# EXERCISE DESCRIPTION
Within the listing below, show every line that contains the word "insert".

# DATASET EXTRACT
=== Begin Enclosure ===
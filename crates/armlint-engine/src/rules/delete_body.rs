//! R4002: DELETE operations take no request body

use armlint_core::{Severity, SpecKinds};
use serde_json::Value;

use super::ARM_VIOLATION;
use crate::error::EngineError;
use crate::rule::{DeclarativeInput, MergeState, RuleDescriptor, RuleResult, Violation};

pub(super) fn rule() -> Result<RuleDescriptor, EngineError> {
    RuleDescriptor::builder("R4002", "DeleteMustNotHaveRequestBody")
        .category(ARM_VIOLATION)
        .severity(Severity::Error)
        .kinds(SpecKinds::DEFAULT | SpecKinds::ARM | SpecKinds::DATA_PLANE)
        .merge_state(MergeState::Composed)
        .description("A DELETE operation must not declare a body parameter")
        .selector("$.paths.*.delete.parameters[?(@.in == 'body')]")
        .selector("$['x-ms-paths'].*.delete.parameters[?(@.in == 'body')]")
        .declarative(Value::Null, check)
}

fn check(input: &DeclarativeInput<'_>) -> RuleResult {
    let name = input.value.get("name").and_then(Value::as_str).unwrap_or("<unnamed>");
    Ok(vec![Violation::new(format!(
        "DELETE operation must not have a request body; remove parameter '{}'",
        name
    ))])
}
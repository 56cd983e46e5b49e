//! Abstract paths into a document value tree

use std::fmt;

use serde::{Deserialize, Serialize};

#[derive(Debug, Clone, PartialEq, Eq, Hash, PartialOrd, Ord, Serialize, Deserialize)]
pub enum PathSegment {
    Key(String),
    Index(usize),
}

impl From<&str> for PathSegment {
    fn from(key: &str) -> Self {
        PathSegment::Key(key.to_string())
    }
}

impl From<String> for PathSegment {
    fn from(key: String) -> Self {
        PathSegment::Key(key)
    }
}

impl From<usize> for PathSegment {
    fn from(index: usize) -> Self {
        PathSegment::Index(index)
    }
}

/// Location of a node, as segments from the document root.
///
/// Renders as `$.paths['/a/{b}'].put.responses`.
#[derive(Debug, Clone, Default, PartialEq, Eq, Hash, PartialOrd, Ord, Serialize, Deserialize)]
pub struct JsonPath(Vec<PathSegment>);

impl JsonPath {
    pub fn root() -> Self {
        Self(Vec::new())
    }

    pub fn from_segments<I, S>(segments: I) -> Self
    where
        I: IntoIterator<Item = S>,
        S: Into<PathSegment>,
    {
        Self(segments.into_iter().map(Into::into).collect())
    }

    pub fn segments(&self) -> &[PathSegment] {
        &self.0
    }

    pub fn len(&self) -> usize {
        self.0.len()
    }

    pub fn is_empty(&self) -> bool {
        self.0.is_empty()
    }

    pub fn push(&mut self, segment: impl Into<PathSegment>) {
        self.0.push(segment.into());
    }

    pub fn child(&self, segment: impl Into<PathSegment>) -> Self {
        let mut next = self.clone();
        next.push(segment);
        next
    }

    /// Append every segment of `suffix`.
    pub fn join(&self, suffix: &JsonPath) -> Self {
        let mut next = self.clone();
        next.0.extend(suffix.0.iter().cloned());
        next
    }

    pub fn parent(&self) -> Option<Self> {
        if self.0.is_empty() {
            None
        } else {
            Some(Self(self.0[..self.0.len() - 1].to_vec()))
        }
    }

    /// The first `len` segments.
    pub fn truncated(&self, len: usize) -> Self {
        Self(self.0[..len.min(self.0.len())].to_vec())
    }

    pub fn last_key(&self) -> Option<&str> {
        match self.0.last() {
            Some(PathSegment::Key(key)) => Some(key),
            _ => None,
        }
    }

    /// RFC 6901 pointer form, e.g. `/paths/~1a~1{b}/put`.
    pub fn to_pointer(&self) -> String {
        let mut pointer = String::new();
        for segment in &self.0 {
            pointer.push('/');
            match segment {
                PathSegment::Key(key) => {
                    pointer.push_str(&key.replace('~', "~0").replace('/', "~1"))
                }
                PathSegment::Index(index) => pointer.push_str(&index.to_string()),
            }
        }
        pointer
    }
}

fn is_identifier(key: &str) -> bool {
    let mut chars = key.chars();
    match chars.next() {
        Some(c) if c.is_ascii_alphabetic() || c == '_' || c == '$' => {}
        _ => return false,
    }
    chars.all(|c| c.is_ascii_alphanumeric() || c == '_' || c == '$')
}

impl fmt::Display for JsonPath {
    fn fmt(&self, f: &mut fmt::Formatter<'_>) -> fmt::Result {
        f.write_str("$")?;
        for segment in &self.0 {
            match segment {
                PathSegment::Key(key) if is_identifier(key) => write!(f, ".{}", key)?,
                PathSegment::Key(key) => {
                    write!(f, "['{}']", key.replace('\\', "\\\\").replace('\'', "\\'"))?
                }
                PathSegment::Index(index) => write!(f, "[{}]", index)?,
            }
        }
        Ok(())
    }
}

#[cfg(test)]
mod tests {
    use super::*;

    #[test]
    fn test_display() {
        let path = JsonPath::root()
            .child("paths")
            .child("/subscriptions/{id}")
            .child("put")
            .child("parameters")
            .child(0);
        assert_eq!(path.to_string(), "$.paths['/subscriptions/{id}'].put.parameters[0]");
        assert_eq!(JsonPath::root().to_string(), "$");
        assert_eq!(
            JsonPath::from_segments(["x-ms-paths"]).to_string(),
            "$['x-ms-paths']"
        );
    }

    #[test]
    fn test_pointer() {
        let path = JsonPath::from_segments(["paths", "/a/{b}", "get"]);
        assert_eq!(path.to_pointer(), "/paths/~1a~1{b}/get");
    }

    #[test]
    fn test_parent_and_truncate() {
        let path = JsonPath::from_segments(["a", "b", "c"]);
        assert_eq!(path.parent(), Some(JsonPath::from_segments(["a", "b"])));
        assert_eq!(path.truncated(1), JsonPath::from_segments(["a"]));
        assert_eq!(JsonPath::root().parent(), None);
    }
}
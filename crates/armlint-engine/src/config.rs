//! User configuration layered over the built-in rule set

use std::collections::BTreeMap;
use std::path::Path;

use armlint_core::{Severity, SpecKinds};
use serde::{Deserialize, Serialize};
use tracing::debug;

use crate::error::{ConfigError, EngineError};
use crate::ruleset::RuleSet;

/// Environment variable naming the default config file.
pub const CONFIG_ENV: &str = "ARMLINT_CONFIG";

#[derive(Debug, Clone, Default, PartialEq, Eq, Serialize, Deserialize)]
#[serde(default)]
pub struct LintConfig {
    /// Document kind, e.g. `arm` or `data-plane`
    pub kind: Option<String>,
    /// Rule names or ids to skip
    pub disabled_rules: Vec<String>,
    /// Rule name or id to severity
    pub severity_overrides: BTreeMap<String, Severity>,
    /// Maximum reference nesting in composed views
    pub compose_depth: Option<usize>,
}

impl LintConfig {
    /// Read a config file; `.toml` is parsed as TOML, anything else as
    /// YAML (which covers JSON).
    pub fn load(path: &Path) -> Result<Self, ConfigError> {
        let text = std::fs::read_to_string(path).map_err(|source| ConfigError::Read {
            path: path.display().to_string(),
            source,
        })?;
        debug!("Loaded config from {}", path.display());

        let is_toml = path
            .extension()
            .and_then(|ext| ext.to_str())
            .is_some_and(|ext| ext.eq_ignore_ascii_case("toml"));
        if is_toml {
            Self::from_toml(&text)
        } else {
            Self::from_yaml(&text)
        }
    }

    pub fn from_yaml(text: &str) -> Result<Self, ConfigError> {
        if text.trim().is_empty() {
            return Ok(Self::default());
        }
        Ok(serde_yaml::from_str(text)?)
    }

    pub fn from_toml(text: &str) -> Result<Self, ConfigError> {
        Ok(toml::from_str(text)?)
    }

    pub fn spec_kind(&self) -> Result<Option<SpecKinds>, ConfigError> {
        self.kind
            .as_deref()
            .map(str::parse::<SpecKinds>)
            .transpose()
            .map_err(ConfigError::from)
    }

    /// Apply disabled rules and severity overrides to `rules`.
    pub fn apply(&self, rules: RuleSet) -> Result<RuleSet, EngineError> {
        let mut rules = rules.without(&self.disabled_rules);
        for (name, severity) in &self.severity_overrides {
            rules = rules.with_severity(name, *severity)?;
        }
        Ok(rules)
    }
}

#[cfg(test)]
mod tests {
    use super::*;
    use crate::rules::builtin_rules;
    use std::io::Write;

    #[test]
    fn test_yaml_config() {
        let config = LintConfig::from_yaml(
            "kind: arm\n\
             disabled_rules: [OperationIdNounVerb]\n\
             severity_overrides:\n  R4001: warning\n\
             compose_depth: 8\n",
        )
        .unwrap();
        assert_eq!(config.spec_kind().unwrap(), Some(SpecKinds::ARM));
        assert_eq!(config.compose_depth, Some(8));

        let rules = config.apply(builtin_rules().unwrap()).unwrap();
        assert!(!rules.contains("OperationIdNounVerb"));
        assert_eq!(rules.get("R4001").unwrap().severity, Severity::Warning);
    }

    #[test]
    fn test_toml_file() {
        let mut file = tempfile::Builder::new().suffix(".toml").tempfile().unwrap();
        writeln!(file, "kind = \"data-plane\"\ndisabled_rules = [\"R4004\"]").unwrap();

        let config = LintConfig::load(file.path()).unwrap();
        assert_eq!(config.spec_kind().unwrap(), Some(SpecKinds::DATA_PLANE));
        assert_eq!(config.disabled_rules, vec!["R4004"]);
    }

    #[test]
    fn test_json_and_empty_configs() {
        let config = LintConfig::from_yaml(r#"{"severity_overrides": {"R4002": "info"}}"#).unwrap();
        assert_eq!(config.severity_overrides["R4002"], Severity::Info);
        assert_eq!(LintConfig::from_yaml("").unwrap(), LintConfig::default());
    }

    #[test]
    fn test_unknown_override_is_an_error() {
        let config = LintConfig::from_yaml("severity_overrides:\n  R9999: error\n").unwrap();
        assert!(matches!(
            config.apply(builtin_rules().unwrap()),
            Err(EngineError::UnknownRule(_))
        ));
    }

    #[test]
    fn test_bad_kind_is_an_error() {
        let config = LintConfig::from_yaml("kind: cloud\n").unwrap();
        assert!(config.spec_kind().is_err());
    }
}
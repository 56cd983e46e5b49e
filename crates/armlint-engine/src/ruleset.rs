//! Named collections of rules

use std::collections::BTreeMap;

use armlint_core::{Severity, SpecKinds};

use crate::error::EngineError;
use crate::rule::RuleDescriptor;

/// Rules keyed by name. Built explicitly by the caller and passed to the
/// engine; lookups also accept a rule id.
#[derive(Debug, Clone, Default)]
pub struct RuleSet {
    rules: BTreeMap<String, RuleDescriptor>,
}

impl RuleSet {
    pub fn new() -> Self {
        Self::default()
    }

    pub fn from_rules(rules: impl IntoIterator<Item = RuleDescriptor>) -> Self {
        let mut set = Self::new();
        for rule in rules {
            set.insert(rule);
        }
        set
    }

    /// Add a rule, returning the one it replaced.
    pub fn insert(&mut self, rule: RuleDescriptor) -> Option<RuleDescriptor> {
        self.rules.insert(rule.name.clone(), rule)
    }

    fn key_of(&self, name_or_id: &str) -> Option<String> {
        if self.rules.contains_key(name_or_id) {
            return Some(name_or_id.to_string());
        }
        self.rules
            .values()
            .find(|rule| rule.id.eq_ignore_ascii_case(name_or_id))
            .map(|rule| rule.name.clone())
    }

    pub fn get(&self, name_or_id: &str) -> Option<&RuleDescriptor> {
        self.key_of(name_or_id).and_then(|key| self.rules.get(&key))
    }

    pub fn contains(&self, name_or_id: &str) -> bool {
        self.key_of(name_or_id).is_some()
    }

    pub fn iter(&self) -> impl Iterator<Item = &RuleDescriptor> {
        self.rules.values()
    }

    pub fn len(&self) -> usize {
        self.rules.len()
    }

    pub fn is_empty(&self) -> bool {
        self.rules.is_empty()
    }

    /// Union of both sets; rules in `other` win on a name collision.
    pub fn merge(mut self, other: RuleSet) -> Self {
        self.rules.extend(other.rules);
        self
    }

    /// Only the rules that apply to `kinds`.
    pub fn filter_kinds(&self, kinds: SpecKinds) -> Self {
        Self {
            rules: self
                .rules
                .iter()
                .filter(|(_, rule)| rule.applies_to(kinds))
                .map(|(name, rule)| (name.clone(), rule.clone()))
                .collect(),
        }
    }

    /// Drop the named rules. Unknown names are ignored.
    pub fn without<I, S>(mut self, names: I) -> Self
    where
        I: IntoIterator<Item = S>,
        S: AsRef<str>,
    {
        for name in names {
            if let Some(key) = self.key_of(name.as_ref()) {
                self.rules.remove(&key);
            }
        }
        self
    }

    pub fn with_severity(
        mut self,
        name_or_id: &str,
        severity: Severity,
    ) -> Result<Self, EngineError> {
        let key = self
            .key_of(name_or_id)
            .ok_or_else(|| EngineError::UnknownRule(name_or_id.to_string()))?;
        if let Some(rule) = self.rules.get_mut(&key) {
            rule.severity = severity;
        }
        Ok(self)
    }
}
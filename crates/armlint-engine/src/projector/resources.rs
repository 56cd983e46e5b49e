//! Resource classification and collection models

use std::collections::{BTreeMap, BTreeSet, HashMap, HashSet};

use armlint_core::JsonPath;
use armlint_parser::ResolvedRef;
use serde_json::Value;
use tracing::trace;

use super::{ref_name, SchemaProjector};

/// Extension marking a schema as a manageable resource.
pub const RESOURCE_MARKER: &str = "x-ms-azure-resource";

/// Base schemas that make anything inheriting from them a resource.
pub const CANONICAL_RESOURCE_BASES: [&str; 4] =
    ["Resource", "TrackedResource", "ProxyResource", "AzureEntityResource"];

/// True when the marker is set anywhere in the schema's own subtree.
/// References are not followed.
fn has_marker(schema: &Value) -> bool {
    match schema {
        Value::Object(map) => map.iter().any(|(key, value)| {
            (key == RESOURCE_MARKER && value == &Value::Bool(true)) || has_marker(value)
        }),
        Value::Array(items) => items.iter().any(has_marker),
        _ => false,
    }
}

/// Walks `allOf` chains. Lives for one projector call.
struct Classifier<'p, 'a> {
    projector: &'p SchemaProjector<'a>,
    memo: HashMap<String, bool>,
    chain: HashSet<String>,
}

impl<'p, 'a> Classifier<'p, 'a> {
    fn new(projector: &'p SchemaProjector<'a>) -> Self {
        Self {
            projector,
            memo: HashMap::new(),
            chain: HashSet::new(),
        }
    }

    fn is_resource(&mut self, schema: &ResolvedRef) -> bool {
        self.classify(schema).0
    }

    /// Returns the classification and whether it was reached through a
    /// schema already on the chain. Such negative answers are not memoized.
    fn classify(&mut self, schema: &ResolvedRef) -> (bool, bool) {
        let key = format!("{}#{}", schema.document.path().key(), schema.pointer);
        if let Some(&known) = self.memo.get(&key) {
            return (known, false);
        }
        if !self.chain.insert(key.clone()) {
            trace!("Inheritance loop through {}", key);
            return (false, true);
        }

        let value = schema.value();
        let mut result = has_marker(value);
        let mut cut = false;

        if !result {
            let parents = value.get("allOf").and_then(Value::as_array).into_iter().flatten();
            for reference in parents.filter_map(|p| p.get("$ref").and_then(Value::as_str)) {
                if CANONICAL_RESOURCE_BASES.contains(&ref_name(reference)) {
                    result = true;
                    break;
                }
                let Some(parent) = self
                    .projector
                    .inventory()
                    .resolve_pointer(schema.document.path(), reference)
                else {
                    continue;
                };
                let (parent_result, parent_cut) = self.classify(&parent);
                cut |= parent_cut;
                if parent_result {
                    result = true;
                    break;
                }
            }
        }

        self.chain.remove(&key);
        if result || !cut {
            self.memo.insert(key, result);
        }
        (result, cut && !result)
    }
}

impl SchemaProjector<'_> {
    fn definition_ref(&self, name: &str) -> Option<ResolvedRef> {
        let pointer = JsonPath::from_segments(["definitions", name]).to_pointer();
        self.inventory()
            .resolve_pointer(self.document().path(), &format!("#{}", pointer))
    }

    /// Definitions of this document that are resources, by marker or by
    /// inheritance.
    pub fn resource_names(&self) -> BTreeSet<String> {
        let Some(definitions) = self.definitions() else {
            return BTreeSet::new();
        };
        let mut classifier = Classifier::new(self);
        definitions
            .keys()
            .filter(|name| {
                self.definition_ref(name)
                    .is_some_and(|schema| classifier.is_resource(&schema))
            })
            .cloned()
            .collect()
    }

    pub fn is_resource(&self, name: &str) -> bool {
        self.definition_ref(name)
            .is_some_and(|schema| Classifier::new(self).is_resource(&schema))
    }

    /// Wrapper schema to item schema, for every definition with an array
    /// property whose items reference a resource.
    pub fn collection_models(&self) -> BTreeMap<String, String> {
        let Some(definitions) = self.definitions() else {
            return BTreeMap::new();
        };
        let mut classifier = Classifier::new(self);
        let mut out = BTreeMap::new();

        for (name, schema) in definitions {
            let Some(properties) = schema.get("properties").and_then(Value::as_object) else {
                continue;
            };
            for property in properties.values() {
                let Some(reference) = property
                    .get("items")
                    .and_then(|items| items.get("$ref"))
                    .and_then(Value::as_str)
                else {
                    continue;
                };
                let Some(item) = self
                    .inventory()
                    .resolve_pointer(self.document().path(), reference)
                else {
                    continue;
                };
                if classifier.is_resource(&item) {
                    out.insert(name.clone(), ref_name(reference).to_string());
                    break;
                }
            }
        }
        out
    }
}

#[cfg(test)]
mod tests {
    use super::*;
    use std::sync::Arc;

    use armlint_core::SpecPath;
    use armlint_parser::{DocumentInventory, MemoryFileSystem, ParsedDocument};
    use armlint_test_fixtures::{cyclic_inheritance_document, fixture, FixtureType};
    use serde_json::json;

    async fn load_value(doc: &Value) -> (DocumentInventory, Arc<ParsedDocument>) {
        let fs = MemoryFileSystem::new();
        let path = fs.insert("/specs/test.json", doc.to_string()).unwrap();
        let inventory = DocumentInventory::new(Arc::new(fs));
        let parsed = inventory.load_document(&path).await.unwrap();
        (inventory, parsed)
    }

    #[tokio::test]
    async fn test_marker_true_and_false() {
        let on = json!({"definitions": {"W": {"type": "object", "x-ms-azure-resource": true}}});
        let off = json!({"definitions": {"W": {"type": "object", "x-ms-azure-resource": false}}});

        let (inventory, doc) = load_value(&on).await;
        assert!(SchemaProjector::new(doc, &inventory).resource_names().contains("W"));

        let (inventory, doc) = load_value(&off).await;
        assert!(SchemaProjector::new(doc, &inventory).resource_names().is_empty());
    }

    #[tokio::test]
    async fn test_marker_deep_in_subtree() {
        let doc = json!({
            "definitions": {"W": {"properties": {"inner": {"x-ms-azure-resource": true}}}}
        });
        let (inventory, doc) = load_value(&doc).await;
        assert!(SchemaProjector::new(doc, &inventory).is_resource("W"));
    }

    #[tokio::test]
    async fn test_cyclic_inheritance_terminates() {
        let (inventory, doc) = load_value(&cyclic_inheritance_document(false)).await;
        let projector = SchemaProjector::new(doc, &inventory);
        assert!(projector.resource_names().is_empty());
        // answers don't depend on which schema is asked first
        assert!(!projector.is_resource("T"));
        assert!(!projector.is_resource("S"));

        let (inventory, doc) = load_value(&cyclic_inheritance_document(true)).await;
        let projector = SchemaProjector::new(doc, &inventory);
        let names: Vec<String> = projector.resource_names().into_iter().collect();
        assert_eq!(names, vec!["S", "T"]);
        assert!(projector.is_resource("S"));
    }

    #[tokio::test]
    async fn test_inheritance_across_files() {
        let fixture = fixture(FixtureType::Widgets);
        let fs = MemoryFileSystem::new();
        for (path, text) in &fixture.files {
            fs.insert(path, text.as_str()).unwrap();
        }
        let inventory = DocumentInventory::new(Arc::new(fs));
        let root = SpecPath::new(&fixture.root).unwrap();
        let doc = inventory.load_document(&root).await.unwrap();
        let projector = SchemaProjector::new(doc, &inventory);

        let names: Vec<String> = projector.resource_names().into_iter().collect();
        assert_eq!(names, vec!["Widget"]);
        assert_eq!(
            projector.collection_models().get("WidgetList").map(String::as_str),
            Some("Widget")
        );

        let types = SpecPath::new("/specs/common/types.json").unwrap();
        let common = SchemaProjector::new(inventory.get(&types).unwrap(), &inventory);
        let base_names: Vec<String> = common.resource_names().into_iter().collect();
        assert_eq!(base_names, vec!["ProxyResource", "Resource", "TrackedResource"]);
    }

    #[tokio::test]
    async fn test_inheritance_through_local_parent() {
        let doc = json!({
            "definitions": {
                "Base": {"x-ms-azure-resource": true},
                "Mid": {"allOf": [{"$ref": "#/definitions/Base"}]},
                "Leaf": {"allOf": [{"$ref": "#/definitions/Mid"}]},
                "Other": {"allOf": [{"$ref": "#/definitions/Missing"}]}
            }
        });
        let (inventory, doc) = load_value(&doc).await;
        let names: Vec<String> = SchemaProjector::new(doc, &inventory)
            .resource_names()
            .into_iter()
            .collect();
        assert_eq!(names, vec!["Base", "Leaf", "Mid"]);
    }
}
=== End Enclosure ===
# ANSWER SECTION
            set.insert(rule);
    pub fn insert(&mut self, rule: RuleDescriptor) -> Option<RuleDescriptor> {
        self.rules.insert(rule.name.clone(), rule)
        if !self.chain.insert(key.clone()) {
            self.memo.insert(key, result);
                    out.insert(name.clone(), ref_name(reference).to_string());
        let path = fs.insert("/specs/test.json", doc.to_string()).unwrap();
            fs.insert(path, text.as_str()).unwrap();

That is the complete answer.